I can’t believe how scathing that last (or should I say, first) post was. I hope I haven’t offended anybody. I’ve just got this incredible anger against the world. No, I’m not a psychopath, I just have the flu and you know how illness tends to make you all indignant. One almost hates the world when one is sick, don’t you find? One resents the world for unjustly thrusting fever upon oneself. Sigh, such a shame, I was feeling great on monday, I was really happy to be back. It was great seeing everyone here again, though I missed Angela and apparently not one but TWO of my lectors have died over the holiday. It’s a very cold winter indeed, and I lie sick and destitute, and in my attempt to rid myself of those lingering paroxysms of regret, I have enamored myself with even more, far worse guilt, but I don’t want to talk about it. Plenty of fluids should sort it out, mind, plenty of liquor. I think I’m going to quit drinking for a while, I can never remain in control of my own stupidity when I’m drunk. The other night, and it pains me to confess it, but I went out to Liquid Lounge and almost spent the night with this woman. In my intoxicated state, I thought she looked like Audrey Hepburn from Breakfast at Tiffany’s. Seeing her the next day, she was FREAKIN HEINOUS!!! I slammed my keys down on the bar and announced that I wouldn’t be needing them till tomorrow, and my friend just looked at me, looked at her, shook his head, and slapped me. I have never been happier to be slapped, it reminded me what the hell I was doing. Then, now this is truly terrible, I staggered home from King’s Cross Thameslink and into my Hall at about 4am. I was struggling to get some Marlboro out of the stingy vending machine, when a familiar face from my all-male hall offered to help me. As he reached over to get the pack out of the machine… actually, I’m not going to talk about this. Suffice it to say I shall be on my guard about coming home drunk again.

Evil alcohol. That’s what pot exists for. It’s there so you can get high with dignity. I feel quite refined with a reefer, sophisticated with a spliff, dour with a doobie, et cetera et cetera. I’ve reached the point where I no longer know whether I should be in Brunei or London. I like it here, but I feel twinges of longing for that which I have left behind.

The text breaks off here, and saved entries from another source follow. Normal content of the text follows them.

use crate::calendar;
use crate::db::DbPool;
use crate::errors::ApiError;
use crate::repo;
use chrono::{DateTime, Utc};
use serde::{Deserialize, Serialize};
use tracing::{debug, instrument};

/// Leaderboard size cap
const LEADERBOARD_LIMIT: i64 = 50;

/// Result of a daily-activity signal
#[derive(Debug, Clone, PartialEq, Serialize, Deserialize)]
pub struct ActivityOutcome {
    pub streak_updated: bool,
    pub new_streak: i32,
}

#[derive(Debug, Clone, Copy, PartialEq, Eq, Default, Serialize, Deserialize)]
#[serde(rename_all = "lowercase")]
pub enum LeaderboardScope {
    #[default]
    Weekly,
    Semester,
}

#[derive(Debug, Clone, PartialEq, Serialize, Deserialize)]
pub struct LeaderboardEntry {
    pub name: String,
    pub score: i32,
}

#[derive(Debug, Clone, Copy, PartialEq, Eq, Serialize, Deserialize)]
#[serde(rename_all = "lowercase")]
pub enum StreakState {
    Inactive,
    Active,
    Milestone,
}

#[derive(Debug, Clone, PartialEq, Serialize, Deserialize)]
pub struct StreakStatusView {
    pub completed_today: bool,
    pub streak_days: i32,
    pub state: StreakState,
}

/// Records a qualifying study action for today's calendar day
///
/// Lesson completion is the canonical trigger; quiz and task completion
/// deliberately do not feed the streak. The guarded update in the repo makes
/// N same-day calls advance the streak exactly once. A missed day does not
/// reset the count; gaps are only visible as absent days in the history.
#[instrument(skip(pool), fields(user_id = %user_id))]
pub fn record_activity(pool: &DbPool, user_id: &str) -> Result<ActivityOutcome, ApiError> {
    repo::get_user(pool, user_id)?.ok_or(ApiError::NotFound("User"))?;

    let today = calendar::today();
    let streak_updated = repo::advance_streak_guarded(pool, user_id, today)?;
    if streak_updated {
        repo::record_streak_day(pool, user_id, today)?;
    }

    let new_streak = repo::get_user(pool, user_id)?
        .ok_or(ApiError::NotFound("User"))?
        .get_streak_days();

    debug!(streak_updated, new_streak, "Recorded activity");
    Ok(ActivityOutcome {
        streak_updated,
        new_streak,
    })
}

/// Credits XP to the lifetime, weekly, and daily ledgers
///
/// Zero is a no-op; negative amounts are rejected before any mutation.
#[instrument(skip(pool), fields(user_id = %user_id, amount = %amount))]
pub fn add_xp(pool: &DbPool, user_id: &str, amount: i32) -> Result<(), ApiError> {
    if amount < 0 {
        return Err(ApiError::Validation(format!(
            "XP amount must be non-negative, got {}",
            amount
        )));
    }
    if amount == 0 {
        return Ok(());
    }

    repo::get_user(pool, user_id)?.ok_or(ApiError::NotFound("User"))?;
    repo::credit_xp(pool, user_id, amount, calendar::today())?;

    Ok(())
}

/// Top-50 students for the requested scope
///
/// Ties rank in store order; no further tie-break is defined.
pub fn leaderboard(pool: &DbPool, scope: LeaderboardScope) -> Result<Vec<LeaderboardEntry>, ApiError> {
    let entries = match scope {
        LeaderboardScope::Weekly => repo::top_students_by_weekly_xp(pool, LEADERBOARD_LIMIT)?
            .iter()
            .map(|u| LeaderboardEntry {
                name: u.get_name(),
                score: u.get_weekly_xp(),
            })
            .collect(),
        LeaderboardScope::Semester => repo::top_students_by_lifetime_xp(pool, LEADERBOARD_LIMIT)?
            .iter()
            .map(|u| LeaderboardEntry {
                name: u.get_name(),
                score: u.get_xp(),
            })
            .collect(),
    };

    Ok(entries)
}

/// Derived streak read for a reference instant
///
/// `completed_today` compares by calendar day, not instant. Milestone means
/// a positive streak divisible by seven.
#[instrument(skip(pool), fields(user_id = %user_id))]
pub fn streak_status(
    pool: &DbPool,
    user_id: &str,
    reference: DateTime<Utc>,
) -> Result<StreakStatusView, ApiError> {
    let user = repo::get_user(pool, user_id)?.ok_or(ApiError::NotFound("User"))?;

    let completed_today = repo::has_streak_day(pool, user_id, calendar::day_key(reference))?;
    let streak_days = user.get_streak_days();

    let state = if streak_days == 0 {
        StreakState::Inactive
    } else if streak_days % 7 == 0 {
        StreakState::Milestone
    } else {
        StreakState::Active
    };

    Ok(StreakStatusView {
        completed_today,
        streak_days,
        state,
    })
}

I guess it’s the virus. Do you know how a virus works? It invades your cells, tears your chromosomes in half, and, like some sort of microscopic rapist, plunges a shaft of its DNA into your own. Then, when you’re body sends messages to the nucleus (central bit of the cell), instead of producing new proteins, your nucleus starts reproducing the virus, because its DNA is in the way. When your cell is almost dead with exhaustion, and so heavily impregnated with virii that it’s all swollen up, the virus withdraws just before the cell explodes, firing dozens of its bastard children into your other cells. Isn’t that a lot fucking worse than just knowing that they work by heating up your forehead and making your tummy hurt? I think, as Nietzsche might have said, it’s a case of knowledge bringing not greater pleasure, but greater awareness of the inherent baseness of the universe. What do we profit from knowing that the night sky is not a tapestry placed over the earth by god, but is in fact an infinite void sparsely populated with impermanent globes of burning hydrogen? But this is nihilism. A true existentialist would tell you that the essence of their philosophy (there’s a very funny joke about Jean-Paul Sartre there but I’m probably wasting my time including it), is not simply that the universe is bleak and purposeless, but that one must take a Kirkegaardian leap of faith, that is, to live as an act of defiance, to live in spite of life’s meaninglessness. That is also a kind of courage. Existentialism is the philosophy of courage because courage is an act of living in spite of one’s fears and doubts. A man does not have courage if he doesn’t fear something, otherwise it is mere indifference, but it is his triumph over fear that makes him truly courageous. To be an existentialist is to live in fear of the tragedy of the universe, to be ever aware of the horrific emptiness of life, but each day to deliberately overcome it. Not to ignore it, but like Sidartha Gautama; “To face that which hitherto could only be endured by avoidance.”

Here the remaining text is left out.